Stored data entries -
╔══
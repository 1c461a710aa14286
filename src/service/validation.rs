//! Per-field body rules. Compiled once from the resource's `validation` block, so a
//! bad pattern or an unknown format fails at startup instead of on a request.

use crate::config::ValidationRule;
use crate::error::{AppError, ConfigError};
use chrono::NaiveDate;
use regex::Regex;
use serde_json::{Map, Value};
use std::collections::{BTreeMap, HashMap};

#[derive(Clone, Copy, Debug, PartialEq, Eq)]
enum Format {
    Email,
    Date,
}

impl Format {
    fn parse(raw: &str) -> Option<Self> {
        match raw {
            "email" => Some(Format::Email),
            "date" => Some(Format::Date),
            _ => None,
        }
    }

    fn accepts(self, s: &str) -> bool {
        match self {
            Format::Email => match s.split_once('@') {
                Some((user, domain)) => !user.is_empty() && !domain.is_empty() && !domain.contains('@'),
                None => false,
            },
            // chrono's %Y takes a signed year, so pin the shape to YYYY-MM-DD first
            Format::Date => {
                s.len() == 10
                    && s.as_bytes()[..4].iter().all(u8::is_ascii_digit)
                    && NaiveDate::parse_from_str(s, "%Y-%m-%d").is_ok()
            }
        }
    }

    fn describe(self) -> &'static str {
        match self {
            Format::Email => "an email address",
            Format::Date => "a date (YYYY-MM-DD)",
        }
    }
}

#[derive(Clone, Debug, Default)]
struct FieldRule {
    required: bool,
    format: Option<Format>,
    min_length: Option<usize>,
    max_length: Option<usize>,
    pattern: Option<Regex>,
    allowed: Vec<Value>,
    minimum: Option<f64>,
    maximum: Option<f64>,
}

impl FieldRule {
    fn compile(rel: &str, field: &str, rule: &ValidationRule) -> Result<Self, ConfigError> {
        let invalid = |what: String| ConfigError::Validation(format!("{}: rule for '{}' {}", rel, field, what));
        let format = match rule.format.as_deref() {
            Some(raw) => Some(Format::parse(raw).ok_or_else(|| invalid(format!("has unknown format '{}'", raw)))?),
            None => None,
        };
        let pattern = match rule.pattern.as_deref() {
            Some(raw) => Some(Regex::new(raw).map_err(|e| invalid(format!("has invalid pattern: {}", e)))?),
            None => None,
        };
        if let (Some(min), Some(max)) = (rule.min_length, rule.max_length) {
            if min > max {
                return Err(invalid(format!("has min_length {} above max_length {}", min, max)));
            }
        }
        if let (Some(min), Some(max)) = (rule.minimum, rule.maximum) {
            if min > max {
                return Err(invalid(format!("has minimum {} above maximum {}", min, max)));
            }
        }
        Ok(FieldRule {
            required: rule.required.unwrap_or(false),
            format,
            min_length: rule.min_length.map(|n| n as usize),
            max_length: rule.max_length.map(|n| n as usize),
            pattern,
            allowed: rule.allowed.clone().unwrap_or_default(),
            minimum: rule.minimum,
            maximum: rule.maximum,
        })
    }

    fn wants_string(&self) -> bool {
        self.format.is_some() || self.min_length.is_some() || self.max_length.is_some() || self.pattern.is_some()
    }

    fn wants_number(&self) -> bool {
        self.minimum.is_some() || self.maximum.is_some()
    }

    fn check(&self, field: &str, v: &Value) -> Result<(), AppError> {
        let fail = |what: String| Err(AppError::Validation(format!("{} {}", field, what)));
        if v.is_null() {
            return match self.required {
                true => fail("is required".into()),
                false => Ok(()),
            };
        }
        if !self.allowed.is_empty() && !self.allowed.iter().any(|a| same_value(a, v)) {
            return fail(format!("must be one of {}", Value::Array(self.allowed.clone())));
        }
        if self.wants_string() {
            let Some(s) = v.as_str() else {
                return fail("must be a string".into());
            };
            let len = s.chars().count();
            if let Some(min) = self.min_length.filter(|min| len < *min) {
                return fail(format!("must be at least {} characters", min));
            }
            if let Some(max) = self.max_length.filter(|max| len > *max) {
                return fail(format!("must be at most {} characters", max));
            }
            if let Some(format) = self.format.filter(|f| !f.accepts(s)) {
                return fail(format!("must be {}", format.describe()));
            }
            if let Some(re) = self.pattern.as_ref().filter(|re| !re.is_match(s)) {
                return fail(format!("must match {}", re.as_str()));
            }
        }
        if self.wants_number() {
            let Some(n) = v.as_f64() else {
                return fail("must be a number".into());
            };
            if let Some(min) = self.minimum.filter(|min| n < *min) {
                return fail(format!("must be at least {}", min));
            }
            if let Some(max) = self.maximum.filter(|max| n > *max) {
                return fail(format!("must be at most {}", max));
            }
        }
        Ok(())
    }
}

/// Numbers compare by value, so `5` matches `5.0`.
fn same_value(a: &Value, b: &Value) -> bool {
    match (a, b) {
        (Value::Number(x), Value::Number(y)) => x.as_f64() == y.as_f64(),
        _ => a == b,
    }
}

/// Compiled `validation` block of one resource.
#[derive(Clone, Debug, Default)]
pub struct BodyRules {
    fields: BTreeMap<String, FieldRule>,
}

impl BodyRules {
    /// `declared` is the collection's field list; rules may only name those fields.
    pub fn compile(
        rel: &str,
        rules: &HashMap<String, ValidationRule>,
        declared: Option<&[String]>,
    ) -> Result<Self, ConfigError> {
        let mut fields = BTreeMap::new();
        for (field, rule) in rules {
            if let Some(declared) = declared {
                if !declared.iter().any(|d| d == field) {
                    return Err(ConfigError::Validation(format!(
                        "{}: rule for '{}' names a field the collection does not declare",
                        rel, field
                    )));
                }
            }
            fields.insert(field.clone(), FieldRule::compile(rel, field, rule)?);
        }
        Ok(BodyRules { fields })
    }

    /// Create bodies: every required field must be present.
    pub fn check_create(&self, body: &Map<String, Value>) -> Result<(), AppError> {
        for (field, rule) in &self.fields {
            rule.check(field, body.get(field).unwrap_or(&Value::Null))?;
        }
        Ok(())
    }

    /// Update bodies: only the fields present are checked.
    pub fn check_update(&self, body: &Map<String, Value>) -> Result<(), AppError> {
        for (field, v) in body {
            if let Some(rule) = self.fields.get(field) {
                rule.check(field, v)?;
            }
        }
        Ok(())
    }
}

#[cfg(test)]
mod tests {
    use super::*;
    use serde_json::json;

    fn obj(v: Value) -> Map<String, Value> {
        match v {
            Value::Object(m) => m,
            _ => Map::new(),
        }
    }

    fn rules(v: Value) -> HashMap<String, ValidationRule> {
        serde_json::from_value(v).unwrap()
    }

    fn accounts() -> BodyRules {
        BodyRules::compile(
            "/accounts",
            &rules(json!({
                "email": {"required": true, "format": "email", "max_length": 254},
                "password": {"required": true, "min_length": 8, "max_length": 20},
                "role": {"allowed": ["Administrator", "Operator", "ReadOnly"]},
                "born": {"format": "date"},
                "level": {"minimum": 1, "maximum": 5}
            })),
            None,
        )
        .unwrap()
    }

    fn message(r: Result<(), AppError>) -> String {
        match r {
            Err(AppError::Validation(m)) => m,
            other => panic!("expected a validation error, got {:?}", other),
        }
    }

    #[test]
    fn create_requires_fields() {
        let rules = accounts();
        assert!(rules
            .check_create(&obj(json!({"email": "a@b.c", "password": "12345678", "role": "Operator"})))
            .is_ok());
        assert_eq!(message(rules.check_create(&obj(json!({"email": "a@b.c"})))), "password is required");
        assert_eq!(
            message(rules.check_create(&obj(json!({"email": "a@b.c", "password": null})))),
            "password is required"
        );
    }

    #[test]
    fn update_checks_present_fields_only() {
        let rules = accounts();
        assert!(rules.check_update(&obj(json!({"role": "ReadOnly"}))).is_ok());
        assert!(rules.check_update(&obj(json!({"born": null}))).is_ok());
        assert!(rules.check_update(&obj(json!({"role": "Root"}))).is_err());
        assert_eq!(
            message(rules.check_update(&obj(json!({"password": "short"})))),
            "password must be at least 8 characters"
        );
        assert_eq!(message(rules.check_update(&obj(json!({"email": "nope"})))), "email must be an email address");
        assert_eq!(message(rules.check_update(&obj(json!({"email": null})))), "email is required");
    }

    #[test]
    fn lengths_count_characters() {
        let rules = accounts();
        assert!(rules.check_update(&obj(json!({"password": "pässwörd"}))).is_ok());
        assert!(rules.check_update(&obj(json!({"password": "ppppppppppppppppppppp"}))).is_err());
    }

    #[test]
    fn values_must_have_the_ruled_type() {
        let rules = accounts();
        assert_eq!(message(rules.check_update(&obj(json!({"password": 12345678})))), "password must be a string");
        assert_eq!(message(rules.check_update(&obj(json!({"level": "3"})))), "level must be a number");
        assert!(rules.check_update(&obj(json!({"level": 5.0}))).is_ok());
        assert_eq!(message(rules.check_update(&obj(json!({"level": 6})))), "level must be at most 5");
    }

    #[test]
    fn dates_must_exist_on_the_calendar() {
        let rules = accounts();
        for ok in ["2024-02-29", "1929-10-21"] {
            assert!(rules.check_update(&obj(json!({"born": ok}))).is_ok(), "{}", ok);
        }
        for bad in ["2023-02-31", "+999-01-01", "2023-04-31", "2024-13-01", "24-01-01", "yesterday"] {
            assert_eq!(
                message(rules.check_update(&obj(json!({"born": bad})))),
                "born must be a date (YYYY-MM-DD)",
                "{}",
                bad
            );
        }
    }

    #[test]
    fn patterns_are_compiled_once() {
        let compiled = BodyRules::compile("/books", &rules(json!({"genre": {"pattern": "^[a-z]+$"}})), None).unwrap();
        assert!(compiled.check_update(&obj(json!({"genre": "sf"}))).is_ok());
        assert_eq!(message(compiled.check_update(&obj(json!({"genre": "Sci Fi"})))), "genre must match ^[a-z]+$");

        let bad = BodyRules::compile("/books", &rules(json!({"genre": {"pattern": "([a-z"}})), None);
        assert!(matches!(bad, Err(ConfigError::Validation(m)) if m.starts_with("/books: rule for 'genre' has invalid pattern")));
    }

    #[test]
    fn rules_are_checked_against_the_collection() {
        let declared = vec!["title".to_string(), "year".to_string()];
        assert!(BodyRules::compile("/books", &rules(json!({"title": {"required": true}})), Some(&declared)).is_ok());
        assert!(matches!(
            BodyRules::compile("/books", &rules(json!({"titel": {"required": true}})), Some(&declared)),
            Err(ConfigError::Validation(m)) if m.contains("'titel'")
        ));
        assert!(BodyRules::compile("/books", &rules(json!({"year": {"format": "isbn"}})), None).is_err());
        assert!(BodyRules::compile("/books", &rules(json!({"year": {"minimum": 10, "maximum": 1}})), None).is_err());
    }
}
╚══
Required action - Nothing but the lines with "titel" should be returned, copied from the entries above.

Finished task -
            BodyRules::compile("/books", &rules(json!({"titel": {"required": true}})), Some(&declared)),
            Err(ConfigError::Validation(m)) if m.contains("'titel'")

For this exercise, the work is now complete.